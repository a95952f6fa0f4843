//! Object model: identities, kinds, construction parameters, bindings and observable state.
//!
//! Identity = `{kind, handle, dispatchable}`:
//! - dispatchable kinds (instance, physical device, device, queue, command buffer) carry
//!   their own handle in `dispatchable`;
//! - every other kind carries the handle of the context it was created against, because
//!   its native handle is only unique within that context.

use serde::{Deserialize, Serialize};
use serde_json::Value;
use std::fmt;

use crate::codec::{ByteReader, ByteWriter, Decode, Describe, Encode, Handles};
use crate::error::{Error, Result};

pub mod binding;
pub mod create_info;
pub mod extension;
pub mod kind;
pub mod state;
pub mod types;

pub use binding::{Binding, DescriptorBuffer, DescriptorImage, DescriptorWrite, MemoryBinding};
pub use create_info::*;
pub use extension::{Extension, ExtensionBody, Next};
pub use kind::{CreateInfo, ObjectKind};
pub use state::{ImageLayouts, MappedRange, ObjectState, StateUpdate};
pub use types::{
    ComponentMapping, Extent2D, Extent3D, Offset2D, Offset3D, Rect2D, SubresourceLayers,
    SubresourceRange,
};

#[derive(Debug, Clone, Copy, PartialEq, Eq, Hash, PartialOrd, Ord, Serialize, Deserialize)]
pub struct Identity {
    pub kind: ObjectKind,
    pub handle: u64,
    pub dispatchable: u64,
}

impl Identity {
    pub fn new(kind: ObjectKind, handle: u64, dispatchable: u64) -> Self {
        Self {
            kind,
            handle,
            dispatchable,
        }
    }

    /// Identity of an object created against `context`.
    pub fn child_of(kind: ObjectKind, handle: u64, context: &Identity) -> Self {
        let dispatchable = if kind.is_dispatchable() {
            handle
        } else {
            context.dispatchable
        };
        Self::new(kind, handle, dispatchable)
    }

    /// Identity of a root object (an instance).
    pub fn root(kind: ObjectKind, handle: u64) -> Self {
        Self::new(kind, handle, handle)
    }
}

impl fmt::Display for Identity {
    fn fmt(&self, f: &mut fmt::Formatter<'_>) -> fmt::Result {
        if self.kind.is_dispatchable() {
            write!(f, "{} {:#x}", self.kind, self.handle)
        } else {
            write!(f, "{} {:#x} (of {:#x})", self.kind, self.handle, self.dispatchable)
        }
    }
}

// [kind tag u32][handle u64][dispatchable u64]
impl Encode for Identity {
    fn encode(&self, w: &mut ByteWriter) {
        w.put_u32(self.kind.tag());
        w.put_u64(self.handle);
        w.put_u64(self.dispatchable);
    }
}

impl Decode for Identity {
    fn decode(r: &mut ByteReader<'_>) -> Result<Self> {
        let at = r.position();
        let tag = r.u32()?;
        let kind = ObjectKind::from_tag(tag)
            .ok_or_else(|| Error::corrupt(format!("unknown identity kind {} at offset {}", tag, at)))?;
        Ok(Identity {
            kind,
            handle: r.u64()?,
            dispatchable: r.u64()?,
        })
    }
}

impl Describe for Identity {
    fn describe(&self) -> Value {
        serde_json::json!({
            "kind": self.kind.name(),
            "handle": format!("{:#x}", self.handle),
            "dispatchable": format!("{:#x}", self.dispatchable),
        })
    }
}

impl Handles for Identity {
    fn visit_handles(&self, f: &mut dyn FnMut(&Identity)) {
        f(self)
    }

    fn remap_handles(&mut self, f: &mut dyn FnMut(&mut Identity) -> Result<()>) -> Result<()> {
        f(self)
    }
}

/// Lifecycle status of a control block.
#[derive(Debug, Clone, Copy, PartialEq, Eq, Hash, Serialize, Deserialize)]
pub enum Status {
    Active,
    Destroyed,
}

impl Encode for Status {
    fn encode(&self, w: &mut ByteWriter) {
        w.put_u8(match self {
            Status::Active => 0,
            Status::Destroyed => 1,
        });
    }
}

impl Decode for Status {
    fn decode(r: &mut ByteReader<'_>) -> Result<Self> {
        match r.u8()? {
            0 => Ok(Status::Active),
            1 => Ok(Status::Destroyed),
            v => Err(Error::corrupt(format!("bad status byte {}", v))),
        }
    }
}

impl Describe for Status {
    fn describe(&self) -> Value {
        Value::String(format!("{:?}", self))
    }
}

impl Handles for Status {
    fn visit_handles(&self, _f: &mut dyn FnMut(&Identity)) {}

    fn remap_handles(&mut self, _f: &mut dyn FnMut(&mut Identity) -> Result<()>) -> Result<()> {
        Ok(())
    }
}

★ ★ ★ ★

TASK INSTRUCTIONS => Give back each record above exactly as written.

ANSWER BOX =>
repository a95952f6fa0f4843
//! Object model: identities, kinds, construction parameters, bindings and observable state.
//!
//! Identity = `{kind, handle, dispatchable}`:
//! - dispatchable kinds (instance, physical device, device, queue, command buffer) carry
//!   their own handle in `dispatchable`;
//! - every other kind carries the handle of the context it was created against, because
//!   its native handle is only unique within that context.

use serde::{Deserialize, Serialize};
use serde_json::Value;
use std::fmt;

use crate::codec::{ByteReader, ByteWriter, Decode, Describe, Encode, Handles};
use crate::error::{Error, Result};

pub mod binding;
pub mod create_info;
pub mod extension;
pub mod kind;
pub mod state;
pub mod types;

pub use binding::{Binding, DescriptorBuffer, DescriptorImage, DescriptorWrite, MemoryBinding};
pub use create_info::*;
pub use extension::{Extension, ExtensionBody, Next};
pub use kind::{CreateInfo, ObjectKind};
pub use state::{ImageLayouts, MappedRange, ObjectState, StateUpdate};
pub use types::{
    ComponentMapping, Extent2D, Extent3D, Offset2D, Offset3D, Rect2D, SubresourceLayers,
    SubresourceRange,
};

#[derive(Debug, Clone, Copy, PartialEq, Eq, Hash, PartialOrd, Ord, Serialize, Deserialize)]
pub struct Identity {
    pub kind: ObjectKind,
    pub handle: u64,
    pub dispatchable: u64,
}

impl Identity {
    pub fn new(kind: ObjectKind, handle: u64, dispatchable: u64) -> Self {
        Self {
            kind,
            handle,
            dispatchable,
        }
    }

    /// Identity of an object created against `context`.
    pub fn child_of(kind: ObjectKind, handle: u64, context: &Identity) -> Self {
        let dispatchable = if kind.is_dispatchable() {
            handle
        } else {
            context.dispatchable
        };
        Self::new(kind, handle, dispatchable)
    }

    /// Identity of a root object (an instance).
    pub fn root(kind: ObjectKind, handle: u64) -> Self {
        Self::new(kind, handle, handle)
    }
}

impl fmt::Display for Identity {
    fn fmt(&self, f: &mut fmt::Formatter<'_>) -> fmt::Result {
        if self.kind.is_dispatchable() {
            write!(f, "{} {:#x}", self.kind, self.handle)
        } else {
            write!(f, "{} {:#x} (of {:#x})", self.kind, self.handle, self.dispatchable)
        }
    }
}

// [kind tag u32][handle u64][dispatchable u64]
impl Encode for Identity {
    fn encode(&self, w: &mut ByteWriter) {
        w.put_u32(self.kind.tag());
        w.put_u64(self.handle);
        w.put_u64(self.dispatchable);
    }
}

impl Decode for Identity {
    fn decode(r: &mut ByteReader<'_>) -> Result<Self> {
        let at = r.position();
        let tag = r.u32()?;
        let kind = ObjectKind::from_tag(tag)
            .ok_or_else(|| Error::corrupt(format!("unknown identity kind {} at offset {}", tag, at)))?;
        Ok(Identity {
            kind,
            handle: r.u64()?,
            dispatchable: r.u64()?,
        })
    }
}

impl Describe for Identity {
    fn describe(&self) -> Value {
        serde_json::json!({
            "kind": self.kind.name(),
            "handle": format!("{:#x}", self.handle),
            "dispatchable": format!("{:#x}", self.dispatchable),
        })
    }
}

impl Handles for Identity {
    fn visit_handles(&self, f: &mut dyn FnMut(&Identity)) {
        f(self)
    }

    fn remap_handles(&mut self, f: &mut dyn FnMut(&mut Identity) -> Result<()>) -> Result<()> {
        f(self)
    }
}

/// Lifecycle status of a control block.
#[derive(Debug, Clone, Copy, PartialEq, Eq, Hash, Serialize, Deserialize)]
pub enum Status {
    Active,
    Destroyed,
}

impl Encode for Status {
    fn encode(&self, w: &mut ByteWriter) {
        w.put_u8(match self {
            Status::Active => 0,
            Status::Destroyed => 1,
        });
    }
}

impl Decode for Status {
    fn decode(r: &mut ByteReader<'_>) -> Result<Self> {
        match r.u8()? {
            0 => Ok(Status::Active),
            1 => Ok(Status::Destroyed),
            v => Err(Error::corrupt(format!("bad status byte {}", v))),
        }
    }
}

impl Describe for Status {
    fn describe(&self) -> Value {
        Value::String(format!("{:?}", self))
    }
}

impl Handles for Status {
    fn visit_handles(&self, _f: &mut dyn FnMut(&Identity)) {}

    fn remap_handles(&mut self, _f: &mut dyn FnMut(&mut Identity) -> Result<()>) -> Result<()> {
        Ok(())
    }
}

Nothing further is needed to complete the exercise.